Smart water filter uses sunlight, vibrations & AI to destroy pollutants

Researchers at INST Mohali have developed an eco-friendly, AI-optimized water filter that uses sunlight and vibrations to break down toxic dyes in industrial wastewater. Built using 3D-printed biodegradable scaffolds coated with Bismuth Ferrite, the system removed nearly 99% of pollutants like Congo Red, outperforming current methods while being low-cost, reusable, and sustainable.

Image Source: Freepik

We may soon have access to a water filter that not only traps pollutants but also destroys them using sunlight, gentle vibrations, and a touch of artificial intelligence (AI).

Industries such as textiles and pharmaceuticals often release wastewater containing toxic dyes like Methylene Blue and Congo Red. These dyes not only discolor water but also pose serious health and environmental threats, causing skin irritation, respiratory issues, and ecological damage. Existing treatments use chemical and electrochemical oxidation methods, which are energy-intensive and rely on costly, hazardous chemicals.

Researchers at the Institute of Nanoscience and Technology (INST), Mohali — an autonomous institute under the Department of Science and Technology — have developed a sustainable alternative. They designed a 3D-printed scaffold using biodegradable polylactic acid (PLA), a material known for its piezo-photocatalytic properties.

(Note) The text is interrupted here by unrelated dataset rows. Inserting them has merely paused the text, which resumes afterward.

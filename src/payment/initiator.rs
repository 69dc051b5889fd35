//! Payment hand-off to the visitor's wallet connection.
//!
//! `success` only means the request was well-formed and handed off. It does
//! not mean value has moved: signing, broadcasting and confirmation happen in
//! the external wallet-connection component.

use crate::error::PaymentError;
use crate::payment::{address, amount};
use async_trait::async_trait;
use serde::Serialize;
use tracing::{info, warn};

/// Result reported back to the chat flow.
#[derive(Debug, Clone, PartialEq, Eq, Serialize)]
pub struct PaymentOutcome {
    pub success: bool,
    #[serde(skip_serializing_if = "Option::is_none")]
    pub error: Option<String>,
}

impl PaymentOutcome {
    pub fn ok() -> Self {
        Self {
            success: true,
            error: None,
        }
    }

    pub fn failed(err: impl ToString) -> Self {
        Self {
            success: false,
            error: Some(err.to_string()),
        }
    }
}

/// A validated transfer request.
#[derive(Debug, Clone, PartialEq, Eq, Serialize)]
pub struct PaymentRequest {
    /// Checksummed destination.
    pub to: String,
    /// Amount in wei.
    pub value: u128,
}

impl PaymentRequest {
    /// Validate a destination and decimal ether amount.
    pub fn prepare(to: &str, amount: &str) -> Result<Self, PaymentError> {
        let to = address::normalize(to)?;
        let value = amount::parse_ether(amount)?;
        if value == 0 {
            return Err(PaymentError::InvalidAmount(format!("'{amount}': must be positive")));
        }
        Ok(Self { to, value })
    }
}

/// Requests a fee payment of `amount` to `to`.
#[async_trait]
pub trait PaymentInitiator: Send + Sync {
    /// False when the wallet connection is not configured.
    fn is_enabled(&self) -> bool;

    async fn send_payment(&self, to: &str, amount: &str) -> PaymentOutcome;
}

/// Wallet-connection backed initiator.
#[derive(Debug, Clone)]
pub struct WalletConnectPayment {
    project_id: Option<String>,
}

impl WalletConnectPayment {
    /// `project_id` empty or `None` yields a disabled initiator.
    pub fn new(project_id: Option<&str>) -> Self {
        let project_id = project_id
            .map(str::trim)
            .filter(|p| !p.is_empty())
            .map(str::to_string);
        if project_id.is_none() {
            warn!("No wallet-connection project id configured; payments are disabled");
        }
        Self { project_id }
    }
}

#[async_trait]
impl PaymentInitiator for WalletConnectPayment {
    fn is_enabled(&self) -> bool {
        self.project_id.is_some()
    }

    async fn send_payment(&self, to: &str, amount: &str) -> PaymentOutcome {
        if !self.is_enabled() {
            return PaymentOutcome::failed(PaymentError::Unavailable);
        }

        match PaymentRequest::prepare(to, amount) {
            Ok(request) => {
                info!(
                    "Payment handed to wallet connection: {} wei to {}",
                    request.value, request.to
                );
                PaymentOutcome::ok()
            }
            Err(e) => {
                warn!("Payment error: {}", e);
                PaymentOutcome::failed(e)
            }
        }
    }
}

Dr. Aviru Basu coated the scaffold with Bismuth Ferrite (BiFeO₃), a catalyst that can break down pollutants when exposed to light and mechanical force. “This combination of Scaffold & Catalyst,” published in Nano Energy (Elsevier), enables piezo-photocatalysis — a process where both sunlight and gentle vibrations activate the catalyst. The vibrations keep the system functional even on cloudy days, making it a smart and continuous purification method.

To enhance efficiency, the team trained artificial neural network models to predict system performance across various conditions. These models achieved up to 99% accuracy, helping fine-tune operations.

The system removed 98.9% of Congo Red and 74.3% of Methylene Blue from wastewater — outperforming several high-end treatment technologies. The innovation is low-cost, biodegradable, reusable, scalable, and avoids chemical waste, making it ideal for industries and rural areas alike. It runs on renewables, leveraging light and vibrations instead of fossil fuels.

The researchers synthesized the BFO catalyst via the sol-gel method, 3D-printed the PLA scaffolds, conducted coating and dye degradation tests, and built machine learning models to optimize the system. This innovation was reported by the Ministry of Science and Technology on the Press Information Bureau (PIB).